(Saved entries)
-=-=-

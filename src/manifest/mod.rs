// ChapterFetch - Segmented Audiobook Chapter Downloader
// Copyright (C) 2026 ChapterFetch Contributors
//
// This program is free software: you can redistribute it and/or modify
// it under the terms of the GNU General Public License as published by
// the Free Software Foundation, either version 3 of the License, or
// (at your option) any later version.
//
// This program is distributed in the hope that it will be useful,
// but WITHOUT ANY WARRANTY; without even the implied warranty of
// MERCHANTABILITY or FITNESS FOR A PARTICULAR PURPOSE. See the
// GNU General Public License for more details.
//
// You should have received a copy of the GNU General Public License
// along with this program. If not, see <https://www.gnu.org/licenses/>.


//! Stream locators and segment manifests
//!
//! A [`StreamLocator`] points at one chapter's manifest document. Resolving
//! it yields a [`SegmentManifest`]: an ordered list of segment URIs plus the
//! base URL that turns relative entries into fetchable addresses. Manifest
//! order is authoritative — reassembly preserves it regardless of download
//! completion order.
//!
//! Two manifest formats are recognized:
//! - HLS-style media playlists ([`playlist`]): `#`-prefixed tag/comment
//!   lines, segment URIs on the remaining lines.
//! - Embedded script track lists ([`tracks`]): a `tracks = [ ... ]` JSON
//!   array inside page script text, parsed strictly — never evaluated.

pub mod playlist;
pub mod resolver;
pub mod tracks;

pub use resolver::ManifestResolver;

use serde::{Deserialize, Serialize};

/// Opaque reference to where a chapter's manifest lives.
///
/// Position in the input list is the canonical chapter ordering; the
/// chapter's output filename is derived from its 1-based position.
#[derive(Debug, Clone, PartialEq, Eq, Hash, Serialize, Deserialize)]
pub struct StreamLocator(String);

impl StreamLocator {
    pub fn new<S: Into<String>>(locator: S) -> Self {
        Self(locator.into())
    }

    pub fn as_str(&self) -> &str {
        &self.0
    }
}

impl std::fmt::Display for StreamLocator {
    fn fmt(&self, f: &mut std::fmt::Formatter<'_>) -> std::fmt::Result {
        f.write_str(&self.0)
    }
}

impl From<&str> for StreamLocator {
    fn from(s: &str) -> Self {
        Self::new(s)
    }
}

/// One `(index, uri)` entry of a manifest
#[derive(Debug, Clone, PartialEq, Eq, Serialize, Deserialize)]
pub struct SegmentEntry {
    /// Position in manifest order, 0-based
    pub index: u32,
    /// Segment address, relative to the manifest base URL or absolute
    pub uri: String,
}

/// Ordered segment list for exactly one chapter
#[derive(Debug, Clone, PartialEq, Eq, Serialize, Deserialize)]
pub struct SegmentManifest {
    /// Base URL for resolving relative entries; empty when every entry is
    /// absolute
    pub base_url: String,
    pub entries: Vec<SegmentEntry>,
}

impl SegmentManifest {
    /// Build a manifest from URIs in authoritative order
    pub fn new<S: Into<String>>(base_url: S, uris: Vec<String>) -> Self {
        Self {
            base_url: base_url.into(),
            entries: uris
                .into_iter()
                .enumerate()
                .map(|(i, uri)| SegmentEntry { index: i as u32, uri })
                .collect(),
        }
    }

    /// Absolute address of one entry. Entries already given as absolute
    /// URIs pass through unchanged.
    pub fn segment_url(&self, entry: &SegmentEntry) -> String {
        if entry.uri.starts_with("http://") || entry.uri.starts_with("https://") {
            entry.uri.clone()
        } else {
            format!("{}{}", self.base_url, entry.uri)
        }
    }

    pub fn len(&self) -> usize {
        self.entries.len()
    }

    pub fn is_empty(&self) -> bool {
        self.entries.is_empty()
    }
}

-=-=-

What you should do — Each line from the top of the data, up to and including the line that contains "strictly — never evaluated.", should be set down exactly.

Answer box —
filename src/manifest/mod.rs
// ChapterFetch - Segmented Audiobook Chapter Downloader
// Copyright (C) 2026 ChapterFetch Contributors
//
// This program is free software: you can redistribute it and/or modify
// it under the terms of the GNU General Public License as published by
// the Free Software Foundation, either version 3 of the License, or
// (at your option) any later version.
//
// This program is distributed in the hope that it will be useful,
// but WITHOUT ANY WARRANTY; without even the implied warranty of
// MERCHANTABILITY or FITNESS FOR A PARTICULAR PURPOSE. See the
// GNU General Public License for more details.
//
// You should have received a copy of the GNU General Public License
// along with this program. If not, see <https://www.gnu.org/licenses/>.


//! Stream locators and segment manifests
//!
//! A [`StreamLocator`] points at one chapter's manifest document. Resolving
//! it yields a [`SegmentManifest`]: an ordered list of segment URIs plus the
//! base URL that turns relative entries into fetchable addresses. Manifest
//! order is authoritative — reassembly preserves it regardless of download
//! completion order.
//!
//! Two manifest formats are recognized:
//! - HLS-style media playlists ([`playlist`]): `#`-prefixed tag/comment
//!   lines, segment URIs on the remaining lines.
//! - Embedded script track lists ([`tracks`]): a `tracks = [ ... ]` JSON
//!   array inside page script text, parsed strictly — never evaluated.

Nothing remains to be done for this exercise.